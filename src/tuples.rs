//! Value-list tokenizer for `INSERT INTO ... VALUES (...),(...)` statements.
//!
//! Rows are found by walking the statement byte by byte while tracking quote
//! state and parenthesis depth, so commas and parentheses inside string
//! literals never split a row or a field. Fields come back as raw literal
//! text; callers decide per column whether to un-quote or parse them.

use crate::error::{MigrationError, Result};
use crate::models::UserId;

/// One parenthesized row, each field still in its source literal form
#[derive(Debug, Clone, PartialEq, Eq)]
pub struct RawTuple<'a> {
    pub row: usize,
    pub fields: Vec<&'a str>,
}

impl<'a> RawTuple<'a> {
    /// Destructures the row into exactly `N` fields.
    pub fn fields<const N: usize>(&self, table: &str) -> Result<&[&'a str; N]> {
        self.fields.as_slice().try_into().map_err(|_| {
            MigrationError::tuple_decode(
                table,
                self.row,
                format!("expected {} fields, found {}", N, self.fields.len()),
            )
        })
    }
}

/// Decodes the rows of every statement in order, numbering rows continuously.
pub fn decode_table<'a>(table: &str, statements: &[&'a str]) -> Result<Vec<RawTuple<'a>>> {
    let mut rows = Vec::new();
    for statement in statements {
        let first_row = rows.len();
        rows.extend(decode_tuples(table, statement, first_row)?);
    }
    Ok(rows)
}

/// Decodes the value list of a single INSERT statement.
pub fn decode_tuples<'a>(
    table: &str,
    statement: &'a str,
    first_row: usize,
) -> Result<Vec<RawTuple<'a>>> {
    let values_start = find_values_keyword(statement).ok_or_else(|| {
        MigrationError::tuple_decode(table, first_row, "statement has no VALUES clause")
    })?;

    let bytes = statement.as_bytes();
    let mut rows = Vec::new();
    let mut fields = Vec::new();
    let mut depth = 0usize;
    let mut quote: Option<u8> = None;
    let mut field_start = 0;
    let mut expect_row = true;
    let mut i = values_start;

    let row_error = |row: usize, message: &str| MigrationError::tuple_decode(table, row, message);

    while i < bytes.len() {
        let b = bytes[i];
        let row = first_row + rows.len();

        if let Some(q) = quote {
            if b == b'\\' {
                i += 1;
            } else if b == q {
                quote = None;
            }
            i += 1;
            continue;
        }

        match b {
            b'\'' | b'"' if depth > 0 => quote = Some(b),
            b'(' => {
                if depth == 0 {
                    if !expect_row {
                        return Err(row_error(row, "missing ',' between rows"));
                    }
                    field_start = i + 1;
                    expect_row = false;
                }
                depth += 1;
            }
            b')' => {
                if depth == 0 {
                    return Err(row_error(row, "unbalanced ')'"));
                }
                depth -= 1;
                if depth == 0 {
                    fields.push(statement[field_start..i].trim());
                    rows.push(RawTuple {
                        row,
                        fields: std::mem::take(&mut fields),
                    });
                }
            }
            b',' if depth == 1 => {
                fields.push(statement[field_start..i].trim());
                field_start = i + 1;
            }
            b',' if depth == 0 => {
                if expect_row {
                    return Err(row_error(row, "empty row in value list"));
                }
                expect_row = true;
            }
            _ if depth == 0 && !b.is_ascii_whitespace() => {
                let message = format!("unexpected '{}' between rows", b as char);
                return Err(row_error(row, message.as_str()));
            }
            _ => {}
        }
        i += 1;
    }

    let row = first_row + rows.len();
    if quote.is_some() {
        return Err(row_error(row, "unterminated string literal"));
    }
    if depth > 0 {
        return Err(row_error(row, "unterminated row"));
    }
    if expect_row {
        return Err(row_error(row, "value list ends without a row"));
    }

    Ok(rows)
}

/// Byte offset just past the `VALUES` keyword, skipping any column list or
/// quoted identifiers before it.
fn find_values_keyword(statement: &str) -> Option<usize> {
    const KEYWORD: &[u8] = b"VALUES";
    let bytes = statement.as_bytes();
    let mut quote: Option<u8> = None;
    let mut depth = 0usize;
    let mut i = 0;

    while i < bytes.len() {
        let b = bytes[i];
        if let Some(q) = quote {
            if b == b'\\' && q != b'`' {
                i += 1;
            } else if b == q {
                quote = None;
            }
        } else {
            match b {
                b'\'' | b'"' | b'`' => quote = Some(b),
                b'(' => depth += 1,
                b')' => depth = depth.saturating_sub(1),
                _ if depth == 0
                    && bytes.len() - i >= KEYWORD.len()
                    && bytes[i..i + KEYWORD.len()].eq_ignore_ascii_case(KEYWORD) =>
                {
                    let end = i + KEYWORD.len();
                    let bounded_before = i == 0 || !is_ident_byte(bytes[i - 1]);
                    let bounded_after = end == bytes.len() || !is_ident_byte(bytes[end]);
                    if bounded_before && bounded_after {
                        return Some(end);
                    }
                }
                _ => {}
            }
        }
        i += 1;
    }
    None
}

fn is_ident_byte(b: u8) -> bool {
    b.is_ascii_alphanumeric() || b == b'_'
}

pub fn is_null(raw: &str) -> bool {
    raw.eq_ignore_ascii_case("NULL")
}

/// Strips the quotes from a string literal and resolves MySQL escapes.
/// Bare tokens (numbers, `NULL`) are returned unchanged.
pub fn unquote(raw: &str) -> String {
    let bytes = raw.as_bytes();
    let quoted = bytes.len() >= 2
        && matches!(bytes[0], b'\'' | b'"')
        && bytes[bytes.len() - 1] == bytes[0];
    if !quoted {
        return raw.to_string();
    }

    let quote = raw.chars().next().unwrap_or('\'');
    let inner = &raw[1..raw.len() - 1];
    let mut out = String::with_capacity(inner.len());
    let mut chars = inner.chars().peekable();

    while let Some(c) = chars.next() {
        if c == '\\' {
            match chars.next() {
                Some('0') => out.push('\0'),
                Some('b') => out.push('\u{8}'),
                Some('n') => out.push('\n'),
                Some('r') => out.push('\r'),
                Some('t') => out.push('\t'),
                Some('Z') => out.push('\u{1A}'),
                // LIKE wildcards keep their backslash
                Some(c @ ('%' | '_')) => {
                    out.push('\\');
                    out.push(c);
                }
                Some(other) => out.push(other),
                None => out.push('\\'),
            }
        } else if c == quote && chars.peek() == Some(&quote) {
            chars.next();
            out.push(quote);
        } else {
            out.push(c);
        }
    }

    out
}

/// `None` for a `NULL` literal, otherwise the un-quoted value.
pub fn optional_string(raw: &str) -> Option<String> {
    if is_null(raw) {
        None
    } else {
        Some(unquote(raw))
    }
}

pub fn parse_id(raw: &str, table: &str, row: usize) -> Result<UserId> {
    unquote(raw).trim().parse::<UserId>().map_err(|_| {
        MigrationError::tuple_decode(table, row, format!("invalid user id {}", raw))
    })
}

#[cfg(test)]
mod tests {
    use super::*;

    fn decode(statement: &str) -> Result<Vec<RawTuple<'_>>> {
        decode_tuples("t", statement, 0)
    }

    #[test]
    fn decode_single_row() {
        let rows = decode("INSERT INTO `friends` VALUES (1,1,2,'d')").unwrap();
        assert_eq!(rows.len(), 1);
        assert_eq!(rows[0].fields, vec!["1", "1", "2", "'d'"]);
    }

    #[test]
    fn decode_multiple_rows_with_whitespace() {
        let rows = decode("INSERT INTO `t` VALUES (1, 'a') ,\n (2,'b'),(3,'c')").unwrap();
        assert_eq!(rows.len(), 3);
        assert_eq!(rows[0].fields, vec!["1", "'a'"]);
        assert_eq!(rows[2].row, 2);
        assert_eq!(rows[2].fields, vec!["3", "'c'"]);
    }

    #[test]
    fn decode_skips_column_list() {
        let rows = decode("INSERT INTO `t` (`id`,`values`) VALUES (1,'x')").unwrap();
        assert_eq!(rows.len(), 1);
        assert_eq!(rows[0].fields, vec!["1", "'x'"]);
    }

    #[test]
    fn parentheses_and_commas_inside_strings_are_data() {
        let rows = decode("INSERT INTO `t` VALUES (1,'spam (again), really','x)y'),(2,'ok','')")
            .unwrap();
        assert_eq!(rows.len(), 2);
        assert_eq!(rows[0].fields, vec!["1", "'spam (again), really'", "'x)y'"]);
        assert_eq!(rows[1].fields, vec!["2", "'ok'", "''"]);
    }

    #[test]
    fn escaped_quotes_do_not_end_strings() {
        let rows = decode(r"INSERT INTO `t` VALUES (1,'it\'s, fine','a''b')").unwrap();
        assert_eq!(rows[0].fields, vec!["1", r"'it\'s, fine'", "'a''b'"]);
    }

    #[test]
    fn nested_parentheses_stay_in_one_field() {
        let rows = decode("INSERT INTO `t` VALUES (1,NOW(),CONCAT('a','b'))").unwrap();
        assert_eq!(rows[0].fields, vec!["1", "NOW()", "CONCAT('a','b')"]);
    }

    #[test]
    fn lowercase_values_keyword() {
        let rows = decode("INSERT INTO `t` values (7)").unwrap();
        assert_eq!(rows[0].fields, vec!["7"]);
    }

    #[test]
    fn missing_values_clause_fails() {
        let err = decode("INSERT INTO `t` SELECT * FROM u").unwrap_err();
        assert!(matches!(err, MigrationError::TupleDecode { .. }));
    }

    #[test]
    fn unterminated_string_fails() {
        let err = decode("INSERT INTO `t` VALUES (1,'abc)").unwrap_err();
        assert_eq!(
            err,
            MigrationError::tuple_decode("t", 0, "unterminated string literal")
        );
    }

    #[test]
    fn unbalanced_parentheses_fail() {
        assert!(decode("INSERT INTO `t` VALUES (1,(2)").is_err());
        assert!(decode("INSERT INTO `t` VALUES (1),2)").is_err());
        assert!(decode("INSERT INTO `t` VALUES (1)(2)").is_err());
        assert!(decode("INSERT INTO `t` VALUES (1),").is_err());
    }

    #[test]
    fn decode_table_numbers_rows_across_statements() {
        let statements = [
            "INSERT INTO `t` VALUES (1),(2)",
            "INSERT INTO `t` VALUES (3)",
        ];
        let rows = decode_table("t", &statements).unwrap();
        assert_eq!(rows.len(), 3);
        assert_eq!(rows[2].row, 2);
        assert_eq!(rows[2].fields, vec!["3"]);
    }

    #[test]
    fn fields_checks_arity() {
        let rows = decode("INSERT INTO `t` VALUES (1,2,3)").unwrap();
        let [a, b, c] = rows[0].fields::<3>("t").unwrap();
        assert_eq!((*a, *b, *c), ("1", "2", "3"));

        let err = rows[0].fields::<4>("t").unwrap_err();
        assert_eq!(
            err,
            MigrationError::tuple_decode("t", 0, "expected 4 fields, found 3")
        );
    }

    #[test]
    fn unquote_strips_and_unescapes() {
        assert_eq!(unquote("'a@x.com'"), "a@x.com");
        assert_eq!(unquote(r"'it\'s'"), "it's");
        assert_eq!(unquote("'a''b'"), "a'b");
        assert_eq!(unquote(r"'line\nbreak\\'"), "line\nbreak\\");
        assert_eq!(unquote(r"'50\%'"), r"50\%");
        assert_eq!(unquote("\"dq\""), "dq");
        assert_eq!(unquote("''"), "");
        assert_eq!(unquote("0"), "0");
        assert_eq!(unquote("NULL"), "NULL");
    }

    #[test]
    fn optional_string_maps_null() {
        assert_eq!(optional_string("NULL"), None);
        assert_eq!(optional_string("null"), None);
        assert_eq!(optional_string("'abc'"), Some("abc".to_string()));
        assert_eq!(optional_string("'NULL'"), Some("NULL".to_string()));
    }

    #[test]
    fn parse_id_accepts_bare_and_quoted() {
        assert_eq!(parse_id("42", "t", 0).unwrap(), 42);
        assert_eq!(parse_id("'42'", "t", 0).unwrap(), 42);
        assert!(parse_id("abc", "t", 0).is_err());
        assert!(parse_id("-1", "t", 0).is_err());
    }
}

**********

WORK REQUIRED: Copy each line above that has the word "next".

TASK SOLUTION:
    let quote = raw.chars().next().unwrap_or('\'');
    while let Some(c) = chars.next() {
            match chars.next() {
            chars.next();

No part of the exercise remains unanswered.